Content starts
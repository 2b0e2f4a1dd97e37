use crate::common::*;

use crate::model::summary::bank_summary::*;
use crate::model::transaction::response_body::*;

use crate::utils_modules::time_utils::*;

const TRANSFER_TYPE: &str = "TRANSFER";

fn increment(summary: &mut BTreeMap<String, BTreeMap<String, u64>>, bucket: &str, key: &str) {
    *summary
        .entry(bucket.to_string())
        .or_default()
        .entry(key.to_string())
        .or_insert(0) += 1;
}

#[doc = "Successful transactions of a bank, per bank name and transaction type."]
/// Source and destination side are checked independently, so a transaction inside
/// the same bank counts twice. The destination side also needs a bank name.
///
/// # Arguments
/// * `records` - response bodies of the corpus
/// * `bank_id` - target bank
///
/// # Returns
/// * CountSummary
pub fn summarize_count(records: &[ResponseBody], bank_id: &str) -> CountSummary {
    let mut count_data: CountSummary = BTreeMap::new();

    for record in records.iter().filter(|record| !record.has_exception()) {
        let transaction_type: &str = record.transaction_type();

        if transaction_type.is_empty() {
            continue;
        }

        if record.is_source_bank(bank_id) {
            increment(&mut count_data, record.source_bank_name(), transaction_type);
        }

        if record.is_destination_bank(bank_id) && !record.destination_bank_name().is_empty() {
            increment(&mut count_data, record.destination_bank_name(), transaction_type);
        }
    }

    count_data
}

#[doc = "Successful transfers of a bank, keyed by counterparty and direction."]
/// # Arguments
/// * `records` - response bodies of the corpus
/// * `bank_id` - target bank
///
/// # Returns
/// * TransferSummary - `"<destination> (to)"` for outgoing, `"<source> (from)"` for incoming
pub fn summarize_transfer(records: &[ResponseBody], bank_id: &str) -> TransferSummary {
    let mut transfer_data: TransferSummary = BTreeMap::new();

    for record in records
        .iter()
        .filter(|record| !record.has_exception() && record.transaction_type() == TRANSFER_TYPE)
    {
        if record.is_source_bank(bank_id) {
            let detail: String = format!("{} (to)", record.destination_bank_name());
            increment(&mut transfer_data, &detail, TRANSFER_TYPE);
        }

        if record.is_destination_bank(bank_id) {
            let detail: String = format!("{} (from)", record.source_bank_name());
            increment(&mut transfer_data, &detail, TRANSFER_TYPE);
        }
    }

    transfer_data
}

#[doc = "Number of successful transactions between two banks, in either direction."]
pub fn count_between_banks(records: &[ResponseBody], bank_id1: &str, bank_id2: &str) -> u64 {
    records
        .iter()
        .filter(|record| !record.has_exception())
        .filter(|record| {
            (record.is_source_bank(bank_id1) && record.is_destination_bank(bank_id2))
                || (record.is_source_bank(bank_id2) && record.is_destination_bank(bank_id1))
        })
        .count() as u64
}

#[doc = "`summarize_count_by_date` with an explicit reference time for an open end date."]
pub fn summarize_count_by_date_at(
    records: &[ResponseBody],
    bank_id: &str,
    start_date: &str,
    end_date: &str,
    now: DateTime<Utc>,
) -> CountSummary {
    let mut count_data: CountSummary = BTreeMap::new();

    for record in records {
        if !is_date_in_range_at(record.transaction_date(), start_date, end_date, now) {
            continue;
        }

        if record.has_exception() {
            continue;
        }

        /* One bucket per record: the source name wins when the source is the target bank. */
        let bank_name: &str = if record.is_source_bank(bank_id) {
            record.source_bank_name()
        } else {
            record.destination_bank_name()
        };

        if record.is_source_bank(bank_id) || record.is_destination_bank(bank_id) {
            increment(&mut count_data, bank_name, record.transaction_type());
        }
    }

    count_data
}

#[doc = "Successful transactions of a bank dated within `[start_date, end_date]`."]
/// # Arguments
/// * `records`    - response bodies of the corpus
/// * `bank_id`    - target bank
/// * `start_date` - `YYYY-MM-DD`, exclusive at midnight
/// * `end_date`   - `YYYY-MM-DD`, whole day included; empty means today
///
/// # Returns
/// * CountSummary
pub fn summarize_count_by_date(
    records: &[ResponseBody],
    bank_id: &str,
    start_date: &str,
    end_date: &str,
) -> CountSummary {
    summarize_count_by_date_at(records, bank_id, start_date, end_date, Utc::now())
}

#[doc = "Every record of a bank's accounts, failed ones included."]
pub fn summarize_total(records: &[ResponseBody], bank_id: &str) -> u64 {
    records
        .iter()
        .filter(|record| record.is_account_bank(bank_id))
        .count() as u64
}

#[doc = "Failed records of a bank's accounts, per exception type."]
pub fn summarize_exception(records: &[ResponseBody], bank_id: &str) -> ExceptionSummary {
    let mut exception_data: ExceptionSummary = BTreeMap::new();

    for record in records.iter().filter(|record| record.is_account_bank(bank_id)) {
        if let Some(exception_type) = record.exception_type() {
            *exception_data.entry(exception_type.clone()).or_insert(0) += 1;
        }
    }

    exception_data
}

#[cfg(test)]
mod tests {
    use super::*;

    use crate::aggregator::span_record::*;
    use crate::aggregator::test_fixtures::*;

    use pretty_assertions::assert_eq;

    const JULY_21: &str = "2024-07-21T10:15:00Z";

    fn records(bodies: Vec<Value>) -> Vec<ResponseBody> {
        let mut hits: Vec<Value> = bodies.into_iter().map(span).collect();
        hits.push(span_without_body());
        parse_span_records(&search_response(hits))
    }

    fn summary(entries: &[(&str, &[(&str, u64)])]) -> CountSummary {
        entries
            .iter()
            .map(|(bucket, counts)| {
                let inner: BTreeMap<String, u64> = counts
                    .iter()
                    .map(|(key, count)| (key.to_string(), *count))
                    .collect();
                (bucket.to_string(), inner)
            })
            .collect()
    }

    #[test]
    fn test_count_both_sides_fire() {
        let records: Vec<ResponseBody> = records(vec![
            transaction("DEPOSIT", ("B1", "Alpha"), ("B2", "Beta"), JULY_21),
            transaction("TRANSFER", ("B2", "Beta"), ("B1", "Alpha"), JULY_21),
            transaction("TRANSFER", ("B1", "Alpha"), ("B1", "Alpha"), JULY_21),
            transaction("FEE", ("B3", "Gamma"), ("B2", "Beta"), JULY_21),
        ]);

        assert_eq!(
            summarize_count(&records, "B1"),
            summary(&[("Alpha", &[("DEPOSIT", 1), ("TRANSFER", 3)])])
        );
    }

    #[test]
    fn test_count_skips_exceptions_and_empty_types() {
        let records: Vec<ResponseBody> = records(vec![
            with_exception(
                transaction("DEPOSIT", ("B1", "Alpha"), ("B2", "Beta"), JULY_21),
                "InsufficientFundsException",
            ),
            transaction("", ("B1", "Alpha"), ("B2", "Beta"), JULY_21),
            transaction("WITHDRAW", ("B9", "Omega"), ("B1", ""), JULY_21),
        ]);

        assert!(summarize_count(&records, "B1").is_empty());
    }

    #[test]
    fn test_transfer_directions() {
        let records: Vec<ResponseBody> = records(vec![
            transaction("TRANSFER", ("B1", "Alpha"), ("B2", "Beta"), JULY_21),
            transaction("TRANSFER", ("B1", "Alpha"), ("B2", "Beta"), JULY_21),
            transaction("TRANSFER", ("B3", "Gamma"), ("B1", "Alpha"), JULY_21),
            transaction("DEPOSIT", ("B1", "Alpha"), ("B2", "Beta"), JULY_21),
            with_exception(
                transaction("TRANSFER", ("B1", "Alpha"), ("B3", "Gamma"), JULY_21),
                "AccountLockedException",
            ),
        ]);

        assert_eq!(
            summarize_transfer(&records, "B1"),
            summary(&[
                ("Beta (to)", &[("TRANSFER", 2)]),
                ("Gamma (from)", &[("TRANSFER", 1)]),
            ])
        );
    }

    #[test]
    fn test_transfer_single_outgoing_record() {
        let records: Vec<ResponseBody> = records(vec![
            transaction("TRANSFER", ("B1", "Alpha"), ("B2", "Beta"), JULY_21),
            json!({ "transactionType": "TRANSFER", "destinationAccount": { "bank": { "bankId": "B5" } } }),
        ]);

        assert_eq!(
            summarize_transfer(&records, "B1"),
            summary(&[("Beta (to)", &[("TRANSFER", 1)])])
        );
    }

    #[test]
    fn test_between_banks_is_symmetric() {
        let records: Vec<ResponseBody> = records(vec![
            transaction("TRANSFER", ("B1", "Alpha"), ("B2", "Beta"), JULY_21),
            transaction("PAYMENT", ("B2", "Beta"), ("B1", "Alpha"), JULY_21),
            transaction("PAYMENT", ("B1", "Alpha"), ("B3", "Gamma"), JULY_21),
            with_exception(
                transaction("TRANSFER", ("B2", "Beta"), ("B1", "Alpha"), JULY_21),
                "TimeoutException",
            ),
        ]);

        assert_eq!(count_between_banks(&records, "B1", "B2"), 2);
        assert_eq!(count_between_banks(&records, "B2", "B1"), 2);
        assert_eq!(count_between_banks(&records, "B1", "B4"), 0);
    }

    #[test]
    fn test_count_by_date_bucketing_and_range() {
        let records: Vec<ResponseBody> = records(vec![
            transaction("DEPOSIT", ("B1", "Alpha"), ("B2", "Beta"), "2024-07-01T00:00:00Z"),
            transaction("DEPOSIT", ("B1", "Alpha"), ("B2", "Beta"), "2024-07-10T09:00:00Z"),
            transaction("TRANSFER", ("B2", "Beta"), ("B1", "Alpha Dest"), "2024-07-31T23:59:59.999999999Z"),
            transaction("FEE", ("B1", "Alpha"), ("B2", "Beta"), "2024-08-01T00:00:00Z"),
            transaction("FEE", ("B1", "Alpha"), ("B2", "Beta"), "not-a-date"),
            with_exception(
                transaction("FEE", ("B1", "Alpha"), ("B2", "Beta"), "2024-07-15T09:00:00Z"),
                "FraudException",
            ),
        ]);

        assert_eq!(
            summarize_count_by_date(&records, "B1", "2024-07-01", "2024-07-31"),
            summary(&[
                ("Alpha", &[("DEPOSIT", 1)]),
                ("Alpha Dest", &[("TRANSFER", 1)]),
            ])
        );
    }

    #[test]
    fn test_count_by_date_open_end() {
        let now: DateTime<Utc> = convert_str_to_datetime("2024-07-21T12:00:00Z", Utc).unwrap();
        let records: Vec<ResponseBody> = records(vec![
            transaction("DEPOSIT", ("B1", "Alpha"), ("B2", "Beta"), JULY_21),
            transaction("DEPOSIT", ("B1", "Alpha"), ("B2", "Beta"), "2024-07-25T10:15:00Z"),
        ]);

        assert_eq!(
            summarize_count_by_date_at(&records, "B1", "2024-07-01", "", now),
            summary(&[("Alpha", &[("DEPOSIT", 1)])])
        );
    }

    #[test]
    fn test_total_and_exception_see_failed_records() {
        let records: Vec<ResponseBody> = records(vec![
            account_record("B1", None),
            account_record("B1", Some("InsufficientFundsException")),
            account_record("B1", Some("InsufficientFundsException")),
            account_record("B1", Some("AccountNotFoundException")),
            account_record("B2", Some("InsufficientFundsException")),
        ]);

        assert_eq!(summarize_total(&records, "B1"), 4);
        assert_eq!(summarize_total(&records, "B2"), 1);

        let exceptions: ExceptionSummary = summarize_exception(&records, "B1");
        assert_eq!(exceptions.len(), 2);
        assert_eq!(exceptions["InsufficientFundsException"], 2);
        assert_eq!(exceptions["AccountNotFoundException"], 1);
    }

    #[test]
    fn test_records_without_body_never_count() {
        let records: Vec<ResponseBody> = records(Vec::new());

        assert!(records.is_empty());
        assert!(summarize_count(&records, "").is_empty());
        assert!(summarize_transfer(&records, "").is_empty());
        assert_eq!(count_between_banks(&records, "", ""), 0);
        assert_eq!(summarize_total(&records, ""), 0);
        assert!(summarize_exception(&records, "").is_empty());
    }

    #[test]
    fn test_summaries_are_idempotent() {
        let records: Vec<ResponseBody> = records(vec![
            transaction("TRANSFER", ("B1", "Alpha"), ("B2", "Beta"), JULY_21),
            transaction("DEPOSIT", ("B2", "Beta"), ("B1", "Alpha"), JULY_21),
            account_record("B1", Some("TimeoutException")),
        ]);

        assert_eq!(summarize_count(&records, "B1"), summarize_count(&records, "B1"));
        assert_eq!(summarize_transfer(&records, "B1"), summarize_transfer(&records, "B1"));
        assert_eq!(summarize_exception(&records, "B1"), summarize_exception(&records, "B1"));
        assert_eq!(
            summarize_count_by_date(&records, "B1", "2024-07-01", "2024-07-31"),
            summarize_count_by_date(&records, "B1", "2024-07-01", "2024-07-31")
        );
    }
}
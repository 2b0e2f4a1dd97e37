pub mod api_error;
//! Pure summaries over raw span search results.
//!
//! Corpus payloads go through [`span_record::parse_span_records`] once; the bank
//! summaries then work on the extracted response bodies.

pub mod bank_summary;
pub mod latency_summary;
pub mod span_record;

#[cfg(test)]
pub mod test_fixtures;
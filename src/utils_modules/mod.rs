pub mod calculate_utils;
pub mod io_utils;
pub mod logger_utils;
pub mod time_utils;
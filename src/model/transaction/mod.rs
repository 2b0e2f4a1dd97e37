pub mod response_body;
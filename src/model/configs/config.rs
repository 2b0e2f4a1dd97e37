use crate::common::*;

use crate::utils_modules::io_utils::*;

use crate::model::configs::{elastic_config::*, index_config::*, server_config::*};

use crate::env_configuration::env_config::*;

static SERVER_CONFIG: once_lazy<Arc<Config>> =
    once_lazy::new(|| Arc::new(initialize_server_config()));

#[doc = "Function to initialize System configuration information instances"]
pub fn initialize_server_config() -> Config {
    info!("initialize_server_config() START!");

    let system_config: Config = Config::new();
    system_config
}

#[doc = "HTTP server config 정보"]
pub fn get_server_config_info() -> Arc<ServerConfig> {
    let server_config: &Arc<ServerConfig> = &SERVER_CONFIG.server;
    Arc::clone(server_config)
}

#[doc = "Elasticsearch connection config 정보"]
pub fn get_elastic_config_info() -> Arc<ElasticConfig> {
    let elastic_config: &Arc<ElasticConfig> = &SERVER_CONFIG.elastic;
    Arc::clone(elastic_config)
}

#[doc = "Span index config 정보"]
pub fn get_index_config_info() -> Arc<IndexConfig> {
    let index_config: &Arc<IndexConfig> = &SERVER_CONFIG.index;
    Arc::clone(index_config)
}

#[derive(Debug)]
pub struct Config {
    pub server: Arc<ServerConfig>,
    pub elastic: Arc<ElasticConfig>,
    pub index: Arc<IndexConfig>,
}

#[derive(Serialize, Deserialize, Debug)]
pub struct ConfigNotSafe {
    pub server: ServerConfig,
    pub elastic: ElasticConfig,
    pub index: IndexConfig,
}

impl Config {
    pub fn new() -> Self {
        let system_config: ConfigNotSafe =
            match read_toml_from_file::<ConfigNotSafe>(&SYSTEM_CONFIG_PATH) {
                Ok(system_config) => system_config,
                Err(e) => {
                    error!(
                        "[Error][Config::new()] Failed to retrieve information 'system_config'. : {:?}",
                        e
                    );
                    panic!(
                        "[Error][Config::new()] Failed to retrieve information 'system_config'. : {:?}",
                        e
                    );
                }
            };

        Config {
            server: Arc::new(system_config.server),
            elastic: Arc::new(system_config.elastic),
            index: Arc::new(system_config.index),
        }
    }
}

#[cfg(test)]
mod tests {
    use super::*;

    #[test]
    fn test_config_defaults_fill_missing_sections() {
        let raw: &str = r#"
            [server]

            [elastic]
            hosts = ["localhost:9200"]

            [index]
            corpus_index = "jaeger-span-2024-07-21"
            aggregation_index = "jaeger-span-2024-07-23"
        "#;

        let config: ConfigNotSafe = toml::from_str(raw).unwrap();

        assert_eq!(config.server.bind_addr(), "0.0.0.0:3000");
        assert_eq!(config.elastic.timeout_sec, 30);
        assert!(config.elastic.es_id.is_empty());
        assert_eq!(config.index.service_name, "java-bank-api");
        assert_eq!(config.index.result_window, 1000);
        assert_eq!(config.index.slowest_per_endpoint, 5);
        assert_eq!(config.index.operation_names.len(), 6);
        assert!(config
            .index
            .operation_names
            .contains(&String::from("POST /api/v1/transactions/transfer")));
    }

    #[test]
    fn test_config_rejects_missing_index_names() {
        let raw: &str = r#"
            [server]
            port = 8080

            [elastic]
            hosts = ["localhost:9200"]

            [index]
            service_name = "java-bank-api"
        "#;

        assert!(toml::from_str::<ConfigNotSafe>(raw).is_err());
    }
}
Content ends
# Description of the task
Identify each line in the entries with the word "derive" and copy it.

# Written response
#[derive(Debug)]
#[derive(Serialize, Deserialize, Debug)]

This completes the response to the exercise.